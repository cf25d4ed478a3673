//! Application state domain models.
//!
//! Contains application-level state that persists across restarts.

use crate::error::Result;
use crate::flow::InteractionMode;
use async_trait::async_trait;
use serde::{Deserialize, Serialize};

/// Application state that persists across restarts.
///
/// Currently this is just the last-selected interaction mode, restored on
/// startup and kept in sync with the backend while a flow runs.
#[derive(Debug, Clone, Serialize, Deserialize, Default, PartialEq, Eq)]
pub struct AppState {
    /// The interaction mode last selected by the operator.
    #[serde(default)]
    pub interaction_mode: InteractionMode,
}

impl AppState {
    /// Creates a new AppState with the default interaction mode.
    pub fn new() -> Self {
        Self::default()
    }

    /// Creates a new AppState with a specific interaction mode.
    pub fn with_interaction_mode(mode: InteractionMode) -> Self {
        Self {
            interaction_mode: mode,
        }
    }
}

/// Repository for application-level state.
#[async_trait]
pub trait StateRepository: Send + Sync {
    /// Returns the persisted interaction mode, or the default when
    /// nothing usable is stored.
    async fn interaction_mode(&self) -> InteractionMode;

    /// Persists the interaction mode.
    async fn set_interaction_mode(&self, mode: InteractionMode) -> Result<()>;
}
▬▬▬
▶ Exercise: An exact repeat of the lines from the one containing "pub struct AppState" through the final line of the entries is the whole answer.

▶ Result for this exercise:
pub struct AppState {
    /// The interaction mode last selected by the operator.
    #[serde(default)]
    pub interaction_mode: InteractionMode,
}

impl AppState {
    /// Creates a new AppState with the default interaction mode.
    pub fn new() -> Self {
        Self::default()
    }

    /// Creates a new AppState with a specific interaction mode.
    pub fn with_interaction_mode(mode: InteractionMode) -> Self {
        Self {
            interaction_mode: mode,
        }
    }
}

/// Repository for application-level state.
#[async_trait]
pub trait StateRepository: Send + Sync {
    /// Returns the persisted interaction mode, or the default when
    /// nothing usable is stored.
    async fn interaction_mode(&self) -> InteractionMode;

    /// Persists the interaction mode.
    async fn set_interaction_mode(&self, mode: InteractionMode) -> Result<()>;
}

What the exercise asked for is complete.